Compilation album by Bill Anderson
- Released: March 1969
- Recorded: 1958–1968
- Genre: Country; Nashville Sound;
- Label: Decca
- Producer: Owen Bradley

Bill Anderson chronology
| Happy State of Mind (1968) | The Bill Anderson Story: His Greatest Hits (1969) | My Life/But You Know I Love You (1969) |

= The Bill Anderson Story: His Greatest Hits =

The Bill Anderson Story: His Greatest Hits is a compilation album by American country singer-songwriter Bill Anderson. It was released in March 1969 and was produced by Owen Bradley. The Bill Anderson Story was a double compilation album that contained his singles released on the Decca label up to that point. It featured many recordings Anderson had issued over the last decade, including several number one hits and top ten hits.

==Background and content==
The Bill Anderson Story: His Greatest Hits was a double album of Anderson's singles previously released (and recorded) between 1958 and 1968. The sessions for these songs were all produced by Owen Bradley. Bradley was Anderson's longtime producer at the Decca label and was responsible for producing his biggest hits. Between both records, the album contained a total of 24 tracks. Most of these tracks were composed by Anderson as well. It featured songs ranging from his earliest recordings, such as "That's What It's Like to Be Lonesome."

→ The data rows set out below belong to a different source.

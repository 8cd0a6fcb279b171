// SPDX-FileCopyrightText: 2026 Zapdesk Contributors
// SPDX-License-Identifier: MIT OR Apache-2.0

//! Prometheus metrics adapter for zapdesk.
//!
//! Uses the metrics-rs facade with the Prometheus exporter.
//! Metrics are rendered as Prometheus text format via the `render()` method,
//! which is exposed through the gateway's /metrics endpoint.

pub mod recording;

use async_trait::async_trait;
use metrics_exporter_prometheus::{PrometheusBuilder, PrometheusHandle};

use zapdesk_core::traits::adapter::PluginAdapter;
use zapdesk_core::types::{AdapterType, HealthStatus};
use zapdesk_core::ZapdeskError;

pub use recording::{
    record_media_ingest, record_message_persisted, record_reconcile, record_webhook_error,
    record_webhook_event, register_metrics,
};

/// Prometheus metrics adapter.
///
/// Installs the Prometheus recorder and exposes a handle for rendering
/// metrics in Prometheus text format.
pub struct PrometheusAdapter {
    handle: PrometheusHandle,
}

impl PrometheusAdapter {
    /// Create a new PrometheusAdapter.
    ///
    /// Installs the Prometheus recorder globally. Only one recorder can be
    /// installed per process. Returns an error if a recorder is already installed.
    pub fn new() -> Result<Self, ZapdeskError> {
        let handle = PrometheusBuilder::new().install_recorder().map_err(|e| {
            ZapdeskError::Internal(format!("failed to install Prometheus recorder: {e}"))
        })?;

        recording::register_metrics();

        tracing::info!("prometheus metrics recorder installed");

        Ok(Self { handle })
    }

    /// Get a reference to the Prometheus handle for rendering.
    pub fn handle(&self) -> &PrometheusHandle {
        &self.handle
    }

    /// Render all collected metrics in Prometheus text format.
    pub fn render(&self) -> String {
        self.handle.render()
    }
}

#[async_trait]
impl PluginAdapter for PrometheusAdapter {
    fn name(&self) -> &str {
        "prometheus"
    }

    fn version(&self) -> semver::Version {
        semver::Version::new(0, 1, 0)
    }

    fn adapter_type(&self) -> AdapterType {
        AdapterType::Observability
    }

    async fn health_check(&self) -> Result<HealthStatus, ZapdeskError> {
        Ok(HealthStatus::Healthy)
    }

    async fn shutdown(&self) -> Result<(), ZapdeskError> {
        Ok(())
    }
}
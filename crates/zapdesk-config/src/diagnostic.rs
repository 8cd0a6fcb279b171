// SPDX-FileCopyrightText: 2026 Zapdesk Contributors
// SPDX-License-Identifier: MIT OR Apache-2.0

//! Config diagnostics.
//!
//! Figment errors become `miette` reports. Unknown keys get a "did you mean"
//! within their own section and, when the key is valid in a different
//! section, a pointer there. The gateway sections share most key names but
//! not their credential key (`api_key` vs `secret_key`), which is the usual
//! way a zapdesk.toml goes wrong.

#![allow(unused_assignments)] // miette's Diagnostic derive generates code triggering this lint

use miette::{Diagnostic, NamedSource, SourceSpan};
use thiserror::Error;

/// Jaro-Winkler score a key must beat to be offered as a correction.
const SUGGESTION_THRESHOLD: f64 = 0.75;

/// Name used for TOML handed to `load_and_validate_str`.
pub const INLINE_SOURCE: &str = "<inline>";

/// Every section and the keys it accepts.
pub const SECTION_KEYS: &[(&str, &[&str])] = &[
    ("server", &["host", "port", "public_url", "bearer_token", "log_level"]),
    ("storage", &["database_path", "wal_mode"]),
    ("media", &["root_dir", "public_base_url", "download_timeout_secs", "max_bytes"]),
    (
        "automation",
        &[
            "flow_service_url",
            "flow_service_token",
            "bot_active_on_new_conversations",
            "request_timeout_secs",
        ],
    ),
    ("baileys", &["api_url", "api_key"]),
    ("evolution", &["api_url", "api_key"]),
    ("waha", &["api_url", "api_key"]),
    ("wppconnect", &["api_url", "secret_key"]),
    ("meta", &["verify_token", "app_secret", "graph_api_url", "graph_api_version"]),
    ("management", &["qr_retry_attempts", "qr_retry_delay_ms"]),
    ("prometheus", &["enabled"]),
];

const CREDENTIAL_KEYS: &[&str] = &[
    "api_key",
    "secret_key",
    "verify_token",
    "app_secret",
    "bearer_token",
    "flow_service_token",
];

#[derive(Debug, Error, Diagnostic)]
pub enum ConfigError {
    #[error("unknown configuration key `{}`", qualified(section, key))]
    #[diagnostic(
        code(zapdesk::config::unknown_key),
        help("{}", unknown_key_help(suggestion.as_deref(), hint.as_deref(), valid_keys))
    )]
    UnknownKey {
        key: String,
        /// Enclosing section, empty at the top level.
        section: String,
        /// Closest valid key in the same section.
        suggestion: Option<String>,
        /// Where the key belongs when another section accepts it.
        hint: Option<String>,
        valid_keys: String,
        #[label("not accepted here")]
        span: Option<SourceSpan>,
        #[source_code]
        src: Option<NamedSource<String>>,
    },

    #[error("`{key}` has the wrong type: found {found}")]
    #[diagnostic(code(zapdesk::config::invalid_type), help("expected {expected}"))]
    InvalidType {
        key: String,
        found: String,
        expected: String,
    },

    /// A semantic check in [`crate::validation`] failed.
    #[error("validation error: {message}")]
    #[diagnostic(code(zapdesk::config::validation))]
    Validation { message: String },

    #[error("configuration error: {0}")]
    #[diagnostic(code(zapdesk::config::other))]
    Other(String),
}

fn qualified(section: &str, key: &str) -> String {
    if section.is_empty() {
        key.to_string()
    } else {
        format!("{section}.{key}")
    }
}

fn unknown_key_help(suggestion: Option<&str>, hint: Option<&str>, valid_keys: &str) -> String {
    let mut parts = Vec::new();
    if let Some(s) = suggestion {
        parts.push(format!("did you mean `{s}`?"));
    }
    if let Some(h) = hint {
        parts.push(h.to_string());
    }
    parts.push(format!("valid keys: {valid_keys}"));
    parts.join(" ")
}

/// Keys accepted by `section`, or the section names at the top level.
fn keys_of(section: &str) -> Vec<&'static str> {
    if section.is_empty() {
        return SECTION_KEYS.iter().map(|(name, _)| *name).collect();
    }
    SECTION_KEYS
        .iter()
        .find(|(name, _)| *name == section)
        .map(|(_, keys)| keys.to_vec())
        .unwrap_or_default()
}

/// Point a misplaced key at the section(s) that accept it.
pub fn section_hint(section: &str, key: &str) -> Option<String> {
    let owners: Vec<String> = SECTION_KEYS
        .iter()
        .filter(|(name, keys)| *name != section && keys.contains(&key))
        .map(|(name, _)| format!("[{name}]"))
        .collect();
    if owners.is_empty() {
        return None;
    }
    let owners = owners.join(", ");

    if section.is_empty() {
        return Some(format!("`{key}` goes under {owners}"));
    }
    let own_credential = keys_of(section)
        .into_iter()
        .find(|k| CREDENTIAL_KEYS.contains(k));
    match own_credential {
        Some(own) if CREDENTIAL_KEYS.contains(&key) => Some(format!(
            "[{section}] authenticates with `{own}`; `{key}` is used by {owners}"
        )),
        _ => Some(format!("`{key}` is a setting of {owners}")),
    }
}

/// Closest valid key by Jaro-Winkler similarity, if any is close enough.
pub fn suggest_key(unknown: &str, valid_keys: &[&str]) -> Option<String> {
    valid_keys
        .iter()
        .map(|k| (strsim::jaro_winkler(unknown, k), *k))
        .filter(|(score, _)| *score > SUGGESTION_THRESHOLD)
        .max_by(|a, b| a.0.total_cmp(&b.0))
        .map(|(_, k)| k.to_string())
}

/// Convert every error inside a `figment::Error`.
pub fn figment_to_config_errors(
    err: figment::Error,
    toml_sources: &[(String, String)],
) -> Vec<ConfigError> {
    use figment::error::Kind;

    err.into_iter()
        .map(|error| {
            let path: Vec<String> = error.path.iter().map(|s| s.to_string()).collect();
            match &error.kind {
                Kind::UnknownField(field, expected) => {
                    let section = path.first().cloned().unwrap_or_default();
                    let (span, src) = locate(&error, &section, field, toml_sources);
                    ConfigError::UnknownKey {
                        key: field.clone(),
                        suggestion: suggest_key(field, expected),
                        hint: section_hint(&section, field),
                        valid_keys: expected.join(", "),
                        section,
                        span,
                        src,
                    }
                }
                Kind::InvalidType(actual, expected) => ConfigError::InvalidType {
                    key: path.join("."),
                    found: actual.to_string(),
                    expected: expected.to_string(),
                },
                _ => ConfigError::Other(error.to_string()),
            }
        })
        .collect()
}

/// Span of the offending key in whichever TOML file produced it.
fn locate(
    error: &figment::Error,
    section: &str,
    field: &str,
    toml_sources: &[(String, String)],
) -> (Option<SourceSpan>, Option<NamedSource<String>>) {
    let name = match error.metadata.as_ref().and_then(|m| m.source.as_ref()) {
        Some(figment::Source::File(path)) => path.display().to_string(),
        _ => INLINE_SOURCE.to_string(),
    };
    // Merged tables may carry the defaults' tag; fall back to any source with the key.
    let named = toml_sources.iter().filter(|(p, _)| *p == name);
    let others = toml_sources.iter().filter(|(p, _)| *p != name);
    named
        .chain(others)
        .find_map(|(path, content)| {
            find_key_offset(content, section, field).map(|offset| {
                (
                    Some(SourceSpan::new(offset.into(), field.len())),
                    Some(NamedSource::new(path, content.clone())),
                )
            })
        })
        .unwrap_or((None, None))
}

/// Byte offset of `field` inside `[section]` (or before any header when
/// `section` is empty). Lines under other headers are skipped.
pub fn find_key_offset(content: &str, section: &str, field: &str) -> Option<usize> {
    let mut current = "";
    let mut offset = 0;
    for line in content.split_inclusive('\n') {
        let trimmed = line.trim_start();
        if let Some(header) = trimmed.strip_prefix('[') {
            current = header.split(']').next().unwrap_or_default().trim();
        } else if current == section
            && let Some(rest) = trimmed.strip_prefix(field)
            && rest.trim_start().starts_with('=')
        {
            return Some(offset + (line.len() - trimmed.len()));
        }
        offset += line.len();
    }
    None
}

/// Print every error to stderr with miette's graphical handler.
pub fn render_errors(errors: &[ConfigError]) {
    let handler = miette::GraphicalReportHandler::new();
    for error in errors {
        let mut buf = String::new();
        match handler.render_report(&mut buf, error) {
            Ok(()) => eprint!("{buf}"),
            Err(_) => eprintln!("Error: {error}"),
        }
    }
}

Also included were his number one hits up to that point: "Mama Sang a Song," "Still" and "I Get the Fever." In addition, The Bill Anderson Story featured songs Anderson had composed for other artists, but also recorded himself. Examples of this included his version of "Once a Day," which was a hit for Connie Smith. Another example is "City Lights," a song recorded by Ray Price that helped establish Anderson with his own recording contract. His number one duet single with Jan Howard is also featured on the album, "For Loving You."

==Release and reception==

The Bill Anderson Story: His Greatest Hits was released first in March 1969 on Decca Records. It was the fifth compilation release of his career and first double-length album. It was originally issued as a vinyl LP, containing six songs on both sides of each record. This totaled to 24 songs. It was reissued twice more in the United States, twice by MCA Records. The album peaked at number 43 on the Billboard Top Country Albums chart in 1969, becoming his third compilation to reach the chart. In later years, it was reviewed positively by Thom Owens of Allmusic, who rated it 4.5 out of 5 stars. "Several hits are missing, yet The Bill Anderson Story offers an effective introduction to the popular vocalist's easy-going, muted style," Owens commented.

Professional ratings
Review scores
| Source | Rating |
| Allmusic |  |

==Track listing==
All songs composed by Bill Anderson, except where noted.

===Record one===

Side one
| No. | Title | Writer(s) | Length |
|---|---|---|---|
| 1. | "Bright Lights and Country Music" | Bill Anderson; Jimmy Gateley; | 2:35 |
| 2. | "No One's Gonna Hurt You Anymore" | Ted Cooper; Steve Karliski; | 2:25 |
| 3. | "I Get the Fever" |  | 2:06 |
| 4. | "Mama Sang a Song" |  | 3:27 |
| 5. | "I Love You Drops" |  | 2:45 |
| 6. | "The Tip of My Fingers" |  | 2:29 |

Side two
| No. | Title | Writer(s) | Length |
|---|---|---|---|
| 1. | "Still" |  | 2:45 |
| 2. | "Easy Come – Easy Go" |  | 2:03 |
| 3. | "Once a Day" |  | 2:35 |
| 4. | "I Can Do Nothing Alone" |  | 2:50 |
| 5. | "Cincinnati, Ohio" |  | 2:08 |
| 6. | "Golden Guitar" | Billy Gray; Curtis Leach; | 4:08 |

===Record two===

Side one
| No. | Title | Length |
|---|---|---|
| 1. | "Wild Week-End" | 2:22 |
| 2. | "Think I'll Go Somewhere and Cry Myself to Sleep" | 2:39 |
| 3. | "Ninety-Nine" | 2:28 |
| 4. | "Papa" | 2:33 |
| 5. | "Happiness" | 2:12 |
| 6. | "Five Little Fingers" | 3:00 |

Side two
| No. | Title | Writer(s) | Length |
|---|---|---|---|
| 1. | "Po' Folks" |  | 2:50 |
| 2. | "City Lights" |  | 3:00 |
| 3. | "Get While the Gettin's Good" |  | 2:32 |
| 4. | "8×10" |  | 2:48 |
| 5. | "That's What It's Like to Be Lonesome" |  | 2:30 |
| 6. | "For Loving You" (with Jan Howard) | Karliski; Rossini Pinto; | 2:43 |

==Personnel==
All credits are adapted from the liner notes of The Bill Anderson Story.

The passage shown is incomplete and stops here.